> Brief: Return every line below exactly.

> Available data:
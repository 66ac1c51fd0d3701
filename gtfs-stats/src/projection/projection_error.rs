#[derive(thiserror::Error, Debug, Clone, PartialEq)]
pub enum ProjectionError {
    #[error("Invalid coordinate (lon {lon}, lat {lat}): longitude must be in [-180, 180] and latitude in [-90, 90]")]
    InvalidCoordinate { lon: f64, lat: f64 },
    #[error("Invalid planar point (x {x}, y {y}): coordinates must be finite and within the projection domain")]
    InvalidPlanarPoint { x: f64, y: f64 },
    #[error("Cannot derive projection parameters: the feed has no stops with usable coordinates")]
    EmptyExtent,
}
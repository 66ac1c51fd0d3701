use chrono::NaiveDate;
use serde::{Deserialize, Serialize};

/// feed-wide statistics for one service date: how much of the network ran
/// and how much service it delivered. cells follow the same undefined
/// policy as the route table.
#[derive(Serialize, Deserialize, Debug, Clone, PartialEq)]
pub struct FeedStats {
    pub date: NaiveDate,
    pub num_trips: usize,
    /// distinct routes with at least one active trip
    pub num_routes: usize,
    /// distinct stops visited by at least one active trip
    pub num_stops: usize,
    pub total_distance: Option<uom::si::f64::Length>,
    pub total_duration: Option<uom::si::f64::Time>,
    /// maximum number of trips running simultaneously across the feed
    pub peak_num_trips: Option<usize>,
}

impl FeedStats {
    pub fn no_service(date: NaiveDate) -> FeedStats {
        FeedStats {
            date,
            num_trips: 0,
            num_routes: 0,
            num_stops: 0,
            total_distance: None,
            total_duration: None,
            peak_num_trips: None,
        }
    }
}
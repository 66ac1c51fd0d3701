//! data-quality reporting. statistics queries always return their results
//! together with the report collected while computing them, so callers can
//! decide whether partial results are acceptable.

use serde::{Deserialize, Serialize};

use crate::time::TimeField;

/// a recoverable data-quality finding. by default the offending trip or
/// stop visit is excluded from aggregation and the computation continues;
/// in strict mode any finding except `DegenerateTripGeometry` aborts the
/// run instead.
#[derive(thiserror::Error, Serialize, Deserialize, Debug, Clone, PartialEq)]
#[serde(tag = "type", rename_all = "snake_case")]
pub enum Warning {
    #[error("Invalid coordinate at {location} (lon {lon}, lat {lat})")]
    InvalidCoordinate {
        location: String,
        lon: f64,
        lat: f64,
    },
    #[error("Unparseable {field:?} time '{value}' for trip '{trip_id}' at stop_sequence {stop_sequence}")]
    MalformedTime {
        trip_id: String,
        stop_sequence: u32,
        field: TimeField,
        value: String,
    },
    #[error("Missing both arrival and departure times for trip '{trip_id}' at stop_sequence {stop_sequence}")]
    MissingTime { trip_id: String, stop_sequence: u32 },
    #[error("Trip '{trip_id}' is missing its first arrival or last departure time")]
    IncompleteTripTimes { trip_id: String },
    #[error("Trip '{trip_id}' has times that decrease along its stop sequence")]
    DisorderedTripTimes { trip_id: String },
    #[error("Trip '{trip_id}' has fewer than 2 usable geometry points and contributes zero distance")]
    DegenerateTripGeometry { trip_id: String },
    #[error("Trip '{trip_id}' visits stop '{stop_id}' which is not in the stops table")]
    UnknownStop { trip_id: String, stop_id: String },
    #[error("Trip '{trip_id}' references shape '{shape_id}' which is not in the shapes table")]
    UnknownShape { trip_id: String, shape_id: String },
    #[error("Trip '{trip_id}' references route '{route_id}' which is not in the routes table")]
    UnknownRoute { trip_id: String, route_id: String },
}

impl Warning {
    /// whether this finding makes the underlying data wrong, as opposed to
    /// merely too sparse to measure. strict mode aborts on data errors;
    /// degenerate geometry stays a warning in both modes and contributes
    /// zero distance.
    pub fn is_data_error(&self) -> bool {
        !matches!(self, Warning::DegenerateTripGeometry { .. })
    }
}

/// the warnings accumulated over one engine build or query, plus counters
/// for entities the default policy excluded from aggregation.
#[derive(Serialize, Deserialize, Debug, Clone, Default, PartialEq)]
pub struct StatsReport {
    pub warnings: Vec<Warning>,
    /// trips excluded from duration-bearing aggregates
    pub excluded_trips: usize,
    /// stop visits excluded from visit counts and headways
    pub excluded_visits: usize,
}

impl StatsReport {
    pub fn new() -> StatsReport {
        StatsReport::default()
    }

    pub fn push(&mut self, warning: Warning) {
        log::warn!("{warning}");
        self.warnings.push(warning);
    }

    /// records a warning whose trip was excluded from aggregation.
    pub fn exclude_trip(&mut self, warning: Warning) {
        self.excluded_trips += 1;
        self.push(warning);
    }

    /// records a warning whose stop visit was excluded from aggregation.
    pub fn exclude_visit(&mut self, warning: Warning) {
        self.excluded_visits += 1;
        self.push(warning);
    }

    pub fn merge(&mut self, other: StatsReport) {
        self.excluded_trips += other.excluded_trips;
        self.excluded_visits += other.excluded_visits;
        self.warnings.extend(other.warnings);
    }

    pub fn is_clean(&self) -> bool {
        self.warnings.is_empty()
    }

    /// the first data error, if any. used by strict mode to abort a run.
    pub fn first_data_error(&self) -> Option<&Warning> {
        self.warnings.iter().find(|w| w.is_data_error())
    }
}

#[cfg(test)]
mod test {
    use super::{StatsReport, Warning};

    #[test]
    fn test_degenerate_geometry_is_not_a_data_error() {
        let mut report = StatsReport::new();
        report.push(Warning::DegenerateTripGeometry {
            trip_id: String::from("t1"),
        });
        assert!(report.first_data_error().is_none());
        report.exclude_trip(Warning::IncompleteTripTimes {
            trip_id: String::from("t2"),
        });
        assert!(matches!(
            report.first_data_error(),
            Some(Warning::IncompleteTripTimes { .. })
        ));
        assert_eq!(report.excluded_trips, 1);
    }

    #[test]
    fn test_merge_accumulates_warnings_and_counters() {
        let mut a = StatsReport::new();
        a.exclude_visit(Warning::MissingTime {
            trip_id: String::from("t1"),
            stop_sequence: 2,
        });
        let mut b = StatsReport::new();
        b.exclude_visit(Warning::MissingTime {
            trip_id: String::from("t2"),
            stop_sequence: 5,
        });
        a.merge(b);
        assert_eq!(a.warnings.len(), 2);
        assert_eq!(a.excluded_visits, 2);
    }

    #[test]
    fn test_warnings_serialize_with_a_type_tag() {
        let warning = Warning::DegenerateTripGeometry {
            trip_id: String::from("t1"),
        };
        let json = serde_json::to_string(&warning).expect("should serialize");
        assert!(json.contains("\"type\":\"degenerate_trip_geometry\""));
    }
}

> Answer section:
repository 66ac1c51fd0d3701
filename gtfs-stats/src/projection/projection_error.rs
#[derive(thiserror::Error, Debug, Clone, PartialEq)]
pub enum ProjectionError {
    #[error("Invalid coordinate (lon {lon}, lat {lat}): longitude must be in [-180, 180] and latitude in [-90, 90]")]
    InvalidCoordinate { lon: f64, lat: f64 },
    #[error("Invalid planar point (x {x}, y {y}): coordinates must be finite and within the projection domain")]
    InvalidPlanarPoint { x: f64, y: f64 },
    #[error("Cannot derive projection parameters: the feed has no stops with usable coordinates")]
    EmptyExtent,
}
repository 66ac1c51fd0d3701
use chrono::NaiveDate;
use serde::{Deserialize, Serialize};

/// feed-wide statistics for one service date: how much of the network ran
/// and how much service it delivered. cells follow the same undefined
/// policy as the route table.
#[derive(Serialize, Deserialize, Debug, Clone, PartialEq)]
pub struct FeedStats {
    pub date: NaiveDate,
    pub num_trips: usize,
    /// distinct routes with at least one active trip
    pub num_routes: usize,
    /// distinct stops visited by at least one active trip
    pub num_stops: usize,
    pub total_distance: Option<uom::si::f64::Length>,
    pub total_duration: Option<uom::si::f64::Time>,
    /// maximum number of trips running simultaneously across the feed
    pub peak_num_trips: Option<usize>,
}

impl FeedStats {
    pub fn no_service(date: NaiveDate) -> FeedStats {
        FeedStats {
            date,
            num_trips: 0,
            num_routes: 0,
            num_stops: 0,
            total_distance: None,
            total_duration: None,
            peak_num_trips: None,
        }
    }
}
repository 66ac1c51fd0d3701
//! data-quality reporting. statistics queries always return their results
//! together with the report collected while computing them, so callers can
//! decide whether partial results are acceptable.

use serde::{Deserialize, Serialize};

use crate::time::TimeField;

/// a recoverable data-quality finding. by default the offending trip or
/// stop visit is excluded from aggregation and the computation continues;
/// in strict mode any finding except `DegenerateTripGeometry` aborts the
/// run instead.
#[derive(thiserror::Error, Serialize, Deserialize, Debug, Clone, PartialEq)]
#[serde(tag = "type", rename_all = "snake_case")]
pub enum Warning {
    #[error("Invalid coordinate at {location} (lon {lon}, lat {lat})")]
    InvalidCoordinate {
        location: String,
        lon: f64,
        lat: f64,
    },
    #[error("Unparseable {field:?} time '{value}' for trip '{trip_id}' at stop_sequence {stop_sequence}")]
    MalformedTime {
        trip_id: String,
        stop_sequence: u32,
        field: TimeField,
        value: String,
    },
    #[error("Missing both arrival and departure times for trip '{trip_id}' at stop_sequence {stop_sequence}")]
    MissingTime { trip_id: String, stop_sequence: u32 },
    #[error("Trip '{trip_id}' is missing its first arrival or last departure time")]
    IncompleteTripTimes { trip_id: String },
    #[error("Trip '{trip_id}' has times that decrease along its stop sequence")]
    DisorderedTripTimes { trip_id: String },
    #[error("Trip '{trip_id}' has fewer than 2 usable geometry points and contributes zero distance")]
    DegenerateTripGeometry { trip_id: String },
    #[error("Trip '{trip_id}' visits stop '{stop_id}' which is not in the stops table")]
    UnknownStop { trip_id: String, stop_id: String },
    #[error("Trip '{trip_id}' references shape '{shape_id}' which is not in the shapes table")]
    UnknownShape { trip_id: String, shape_id: String },
    #[error("Trip '{trip_id}' references route '{route_id}' which is not in the routes table")]
    UnknownRoute { trip_id: String, route_id: String },
}

impl Warning {
    /// whether this finding makes the underlying data wrong, as opposed to
    /// merely too sparse to measure. strict mode aborts on data errors;
    /// degenerate geometry stays a warning in both modes and contributes
    /// zero distance.
    pub fn is_data_error(&self) -> bool {
        !matches!(self, Warning::DegenerateTripGeometry { .. })
    }
}

/// the warnings accumulated over one engine build or query, plus counters
/// for entities the default policy excluded from aggregation.
#[derive(Serialize, Deserialize, Debug, Clone, Default, PartialEq)]
pub struct StatsReport {
    pub warnings: Vec<Warning>,
    /// trips excluded from duration-bearing aggregates
    pub excluded_trips: usize,
    /// stop visits excluded from visit counts and headways
    pub excluded_visits: usize,
}

impl StatsReport {
    pub fn new() -> StatsReport {
        StatsReport::default()
    }

    pub fn push(&mut self, warning: Warning) {
        log::warn!("{warning}");
        self.warnings.push(warning);
    }

    /// records a warning whose trip was excluded from aggregation.
    pub fn exclude_trip(&mut self, warning: Warning) {
        self.excluded_trips += 1;
        self.push(warning);
    }

    /// records a warning whose stop visit was excluded from aggregation.
    pub fn exclude_visit(&mut self, warning: Warning) {
        self.excluded_visits += 1;
        self.push(warning);
    }

    pub fn merge(&mut self, other: StatsReport) {
        self.excluded_trips += other.excluded_trips;
        self.excluded_visits += other.excluded_visits;
        self.warnings.extend(other.warnings);
    }

    pub fn is_clean(&self) -> bool {
        self.warnings.is_empty()
    }

    /// the first data error, if any. used by strict mode to abort a run.
    pub fn first_data_error(&self) -> Option<&Warning> {
        self.warnings.iter().find(|w| w.is_data_error())
    }
}

#[cfg(test)]
mod test {
    use super::{StatsReport, Warning};

    #[test]
    fn test_degenerate_geometry_is_not_a_data_error() {
        let mut report = StatsReport::new();
        report.push(Warning::DegenerateTripGeometry {
            trip_id: String::from("t1"),
        });
        assert!(report.first_data_error().is_none());
        report.exclude_trip(Warning::IncompleteTripTimes {
            trip_id: String::from("t2"),
        });
        assert!(matches!(
            report.first_data_error(),
            Some(Warning::IncompleteTripTimes { .. })
        ));
        assert_eq!(report.excluded_trips, 1);
    }

    #[test]
    fn test_merge_accumulates_warnings_and_counters() {
        let mut a = StatsReport::new();
        a.exclude_visit(Warning::MissingTime {
            trip_id: String::from("t1"),
            stop_sequence: 2,
        });
        let mut b = StatsReport::new();
        b.exclude_visit(Warning::MissingTime {
            trip_id: String::from("t2"),
            stop_sequence: 5,
        });
        a.merge(b);
        assert_eq!(a.warnings.len(), 2);
        assert_eq!(a.excluded_visits, 2);
    }

    #[test]
    fn test_warnings_serialize_with_a_type_tag() {
        let warning = Warning::DegenerateTripGeometry {
            trip_id: String::from("t1"),
        };
        let json = serde_json::to_string(&warning).expect("should serialize");
        assert!(json.contains("\"type\":\"degenerate_trip_geometry\""));
    }
}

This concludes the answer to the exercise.